LARRY D. MARCUS, 51, has been a Director of the Company since
September 1996. From September 1989 until May 1996, Mr. Marcus served as Chief
Financial Officer of River City Broadcasting, L.P. Currently, Mr. Marcus is
President and CEO of Peak Media LLC, an owner/operator of television stations.
He is also a broadcast consultant for TV and radio. Mr. Marcus serves on the
Board of Directors of Radio One Inc., a publicly-held operator of radio
stations serving the African American community. He is also a director of
Better Communications, Inc., owner of two television stations in Indiana.
JAMES F. O'DONNELL, 52, was elected a Director of the Company in 1994.
Mr. O'Donnell is Chairman and Chief Executive Officer, Capital for Business,
Inc., CFB Venture Fund I, Inc., and CFB Partners, Inc. (General Partner of CFB
Venture Fund II, L.P.), and has served in that capacity since 1987. Capital For
Business is the investment manager of a series of federally licensed SBIC
venture funds and private equity funds.
DAVID T. PIERONI, 55, has been a Director of the Company since August
1991. Mr. Pieroni formed Pieroni Management Counselors, Inc., a management
consulting company, in 1990 and served as President from 1990 to 1991, and
again became active in its affairs in 1995. From 1991 to 1995, Mr. Pieroni was
President of Spencer & Spencer Systems, Inc. In 1995 Mr. Pieroni joined the
Farris Group and was President of the Farris Group in 1996 and part of 1997.
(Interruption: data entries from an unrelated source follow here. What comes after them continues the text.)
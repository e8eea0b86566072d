//! GA configuration.
//!
//! [`EvolutionConfig`] holds the scalar parameters a [`Population`](super::Population)
//! carries from one generation to the next.

use super::error::GaError;

/// Scalar parameters of the generational GA.
///
/// # Defaults
///
/// ```
/// use tour_evolve::ga::EvolutionConfig;
///
/// let config = EvolutionConfig::default();
/// assert_eq!(config.offspring_ratio, 0.5);
/// assert_eq!(config.mutation_rate, 1);
/// assert_eq!(config.initial_generation, 1);
/// ```
///
/// # Builder Pattern
///
/// ```
/// use tour_evolve::ga::EvolutionConfig;
///
/// let config = EvolutionConfig::default()
///     .with_offspring_ratio(0.3)
///     .with_mutation_rate(4);
/// assert!(config.validate().is_ok());
/// ```
#[derive(Debug, Clone, Copy, PartialEq)]
#[cfg_attr(feature = "serde", derive(serde::Serialize, serde::Deserialize))]
pub struct EvolutionConfig {
    /// Fraction of the population used to compute the cutoff, in `(0, 1)`.
    ///
    /// Each generation keeps the top `n - floor(n * offspring_ratio)`
    /// individuals and breeds the same number of offspring from them.
    pub offspring_ratio: f64,

    /// Number of random swaps applied to each offspring.
    ///
    /// `0` disables mutation entirely.
    pub mutation_rate: usize,

    /// Generation counter of the initial population.
    pub initial_generation: u64,
}

impl Default for EvolutionConfig {
    fn default() -> Self {
        Self {
            offspring_ratio: 0.5,
            mutation_rate: 1,
            initial_generation: 1,
        }
    }
}

impl EvolutionConfig {
    /// Sets the offspring ratio.
    ///
    /// Not clamped; out-of-range values are reported by [`validate`](Self::validate).
    pub fn with_offspring_ratio(mut self, ratio: f64) -> Self {
        self.offspring_ratio = ratio;
        self
    }

    /// Sets the number of swaps per offspring.
    pub fn with_mutation_rate(mut self, rate: usize) -> Self {
        self.mutation_rate = rate;
        self
    }

    /// Sets the generation counter of the initial population.
    pub fn with_initial_generation(mut self, generation: u64) -> Self {
        self.initial_generation = generation;
        self
    }

    /// Validates the configuration.
    ///
    /// # Errors
    /// [`GaError::OffspringRatioOutOfRange`] unless `0 < offspring_ratio < 1`.
    pub fn validate(&self) -> Result<(), GaError> {
        validate_ratio(self.offspring_ratio)
    }
}

pub(crate) fn validate_ratio(ratio: f64) -> Result<(), GaError> {
    // NaN fails both comparisons
    if ratio > 0.0 && ratio < 1.0 {
        Ok(())
    } else {
        Err(GaError::OffspringRatioOutOfRange(ratio))
    }
}

#[cfg(test)]
mod tests {
    use super::*;

    #[test]
    fn test_default_config() {
        let config = EvolutionConfig::default();
        assert!((config.offspring_ratio - 0.5).abs() < 1e-12);
        assert_eq!(config.mutation_rate, 1);
        assert_eq!(config.initial_generation, 1);
        assert!(config.validate().is_ok());
    }

    #[test]
    fn test_builder_pattern() {
        let config = EvolutionConfig::default()
            .with_offspring_ratio(0.25)
            .with_mutation_rate(0)
            .with_initial_generation(10);

        assert!((config.offspring_ratio - 0.25).abs() < 1e-12);
        assert_eq!(config.mutation_rate, 0);
        assert_eq!(config.initial_generation, 10);
    }

    #[test]
    fn test_validate_ratio_bounds() {
        for ratio in [0.0, 1.0, -0.1, 1.5, f64::NAN, f64::INFINITY] {
            let config = EvolutionConfig::default().with_offspring_ratio(ratio);
            assert!(
                matches!(
                    config.validate(),
                    Err(GaError::OffspringRatioOutOfRange(_))
                ),
                "ratio {ratio} should be rejected"
            );
        }
    }

    #[test]
    fn test_validate_ratio_interior() {
        for ratio in [0.1, 0.5, 0.9, 1e-9, 1.0 - 1e-9] {
            let config = EvolutionConfig::default().with_offspring_ratio(ratio);
            assert!(config.validate().is_ok(), "ratio {ratio} should pass");
        }
    }
}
From January 1996 until September 1996, Mr. Pieroni also served as Corporate
Development Officer for Lasersignt, Inc. Mr. Pieroni continues to serve as a
Director of Lasersight, Inc. From 1977 to 1990, Mr. Pieroni was a principal at
a predecessor of Ernst & Young, LLP, working in their health care and
management consulting practice.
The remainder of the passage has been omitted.